Efficacy of Metformin and Chemotherapeutic Agents on the Inhibition of Colony Formation and Shh/Gli1 Pathway: Metformin/Docetaxel Versus Metformin/5-Fluorouracil.

Gastric cancer is a common gastrointestinal cancer characterized by poor prognosis and chemoresistance. Docetaxel and 5-fluorouracil (5-FU) are frequently used for the treatment of gastric cancer. Despite their potent anti-cancer effects, chemoresistance occurs in metastatic gastric cancer. Metformin, a popular anti-diabetic drug, has been proven to have potent anticancer effects on gastrointestinal cancers.
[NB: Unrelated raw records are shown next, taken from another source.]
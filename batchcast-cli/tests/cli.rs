use assert_cmd::Command;
use predicates::prelude::*;
use std::fs;
use std::path::{Path, PathBuf};
use tempfile::TempDir;

/// Writes a config rooted in `dir` and returns its path.
fn write_config(dir: &Path) -> PathBuf {
    let config = dir.join("batchcast.yaml");
    let yaml = format!(
        "paths:\n  pending_dir: {root}/media\n  archive_dir: {root}/archive\n  history_file: {root}/upload_history.json\n  ratings_file: {root}/media_ratings.json\n  schedule_file: {root}/schedule_config.json\nbatch:\n  images_per_batch: 2\n  videos_per_batch: 1\n  selection_order: name\n",
        root = dir.display()
    );
    fs::write(&config, yaml).expect("Writing temp config failed");
    config
}

fn seeded_dir() -> TempDir {
    let dir = TempDir::new().unwrap();
    let media = dir.path().join("media");
    fs::create_dir_all(&media).unwrap();
    fs::create_dir_all(dir.path().join("archive")).unwrap();
    for name in ["a.png", "b.jpg", "c.gif", "clip.mp4"] {
        fs::write(media.join(name), vec![0u8; 1024]).unwrap();
    }
    fs::write(media.join("notes.txt"), b"ignored").unwrap();
    dir
}

fn batchcast() -> Command {
    let mut cmd = Command::cargo_bin("batchcast").expect("Binary exists");
    cmd.env_remove("BATCHCAST_WEBHOOK_URL");
    cmd
}

#[test]
fn status_reports_queue_and_preview_without_a_webhook() {
    let dir = seeded_dir();
    let config = write_config(dir.path());

    batchcast()
        .arg("--config")
        .arg(&config)
        .arg("status")
        .assert()
        .success()
        .stdout(
            predicate::str::contains("images ready:  3")
                .and(predicate::str::contains("videos ready:  1"))
                .and(predicate::str::contains("Next batch: 2 images, 1 videos")),
        );

    assert!(dir.path().join("media").join("a.png").exists());
}

#[test]
fn schedule_changes_persist_between_invocations() {
    let dir = seeded_dir();
    let config = write_config(dir.path());

    batchcast()
        .arg("--config")
        .arg(&config)
        .args(["schedule", "set", "--hour", "7", "--minute", "45"])
        .assert()
        .success();
    batchcast()
        .arg("--config")
        .arg(&config)
        .args(["schedule", "disable"])
        .assert()
        .success();

    batchcast()
        .arg("--config")
        .arg(&config)
        .args(["schedule", "show"])
        .assert()
        .success()
        .stdout(predicate::str::contains("Daily upload at 07:45 (disabled)"));
}

#[test]
fn out_of_range_schedule_is_rejected() {
    let dir = seeded_dir();
    let config = write_config(dir.path());

    batchcast()
        .arg("--config")
        .arg(&config)
        .args(["schedule", "set", "--hour", "24", "--minute", "0"])
        .assert()
        .failure();
}

#[test]
fn upload_now_requires_the_webhook_url() {
    let dir = seeded_dir();
    let config = write_config(dir.path());

    batchcast()
        .arg("--config")
        .arg(&config)
        .arg("upload-now")
        .assert()
        .failure()
        .stderr(predicate::str::contains("BATCHCAST_WEBHOOK_URL"));

    assert!(dir.path().join("media").join("clip.mp4").exists());
}

#[test]
fn votes_are_deduplicated_per_voter() {
    let dir = seeded_dir();
    let config = write_config(dir.path());

    batchcast()
        .arg("--config")
        .arg(&config)
        .args(["vote", "a.png", "--voter", "alice"])
        .assert()
        .success()
        .stdout(predicate::str::contains("Vote recorded for a.png"));
    batchcast()
        .arg("--config")
        .arg(&config)
        .args(["vote", "a.png", "--voter", "alice"])
        .assert()
        .success()
        .stdout(predicate::str::contains("alice already voted for a.png"));
}

use std::sync::{Arc, Mutex};
use tracing_subscriber::prelude::*;
use tracing_subscriber::{layer::Context, Layer, Registry};

/// Custom Layer to collect emitted event messages.
struct EventCollector {
    events: Arc<Mutex<Vec<String>>>,
}

impl<S> Layer<S> for EventCollector
where
    S: tracing::Subscriber,
{
    fn on_event(&self, event: &tracing::Event<'_>, _ctx: Context<'_, S>) {
        use std::fmt::Write as FmtWrite;
        let mut msg = String::new();
        let _ = write!(&mut msg, "{:?}", event);
        self.events.lock().unwrap().push(msg);
    }
}

#[tokio::test]
async fn emits_trace_initialised_event() {
    let events = Arc::new(Mutex::new(Vec::new()));
    let collector = EventCollector {
        events: events.clone(),
    };
    let subscriber = Registry::default().with(collector);
    let _guard = tracing::subscriber::set_default(subscriber);

    use batchcast_cli::cli::{run, Cli, Commands};

    let cli = Cli {
        config: PathBuf::from("dummy.yaml"),
        command: Commands::Status,
    };

    let _ = run(cli).await;

    let event_msgs = events.lock().unwrap();
    assert!(
        event_msgs.iter().any(|msg| msg.contains("trace_initialised")),
        "Expected a 'trace_initialised' trace event, got: {:?}",
        event_msgs
    );
}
Here, we aim to improve this chemotherapy agents' efficacy by pretreatment with metformin. The AGS gastric cancer cell line were pretreated with three different sub-toxic concentration of metformin and then treated with various concentrations of 5-FU and docetaxel.The anticancer effects of the combination of metformin with the chemotherapy agents were determined using clonogenic assay and DAPi staining. We used real-time PCR to evaluate Gli1, Gli2, and TWIST1 mRNA expression levels in the gastric cancer cells. Also, the expression of the Shh protein was assessed using immunocytochemistry. Here, we found that metformin sensitized the gastric cancer cells to chemotherapy. The combination treatments were more effective in reducing the number of cancer colonies compared to 5-FU or docetaxel alone. The combination of metformin with 5-FU or docetaxel significantly reduced the number of cells expressing the Shh protein compared to the 5-FU alone or docetaxel alone. Interestingly, we found that the combination of metformin with docetaxel significantly down-regulated the mRNA levels of Gli1, Gli2, and TWIST1 in the AGS gastric cancer cell line compared to docetaxel alone. Overall, our data strongly support an important role for metformin as an enhancer of the efficacy of chemotherapeutic agents against gastric cancer.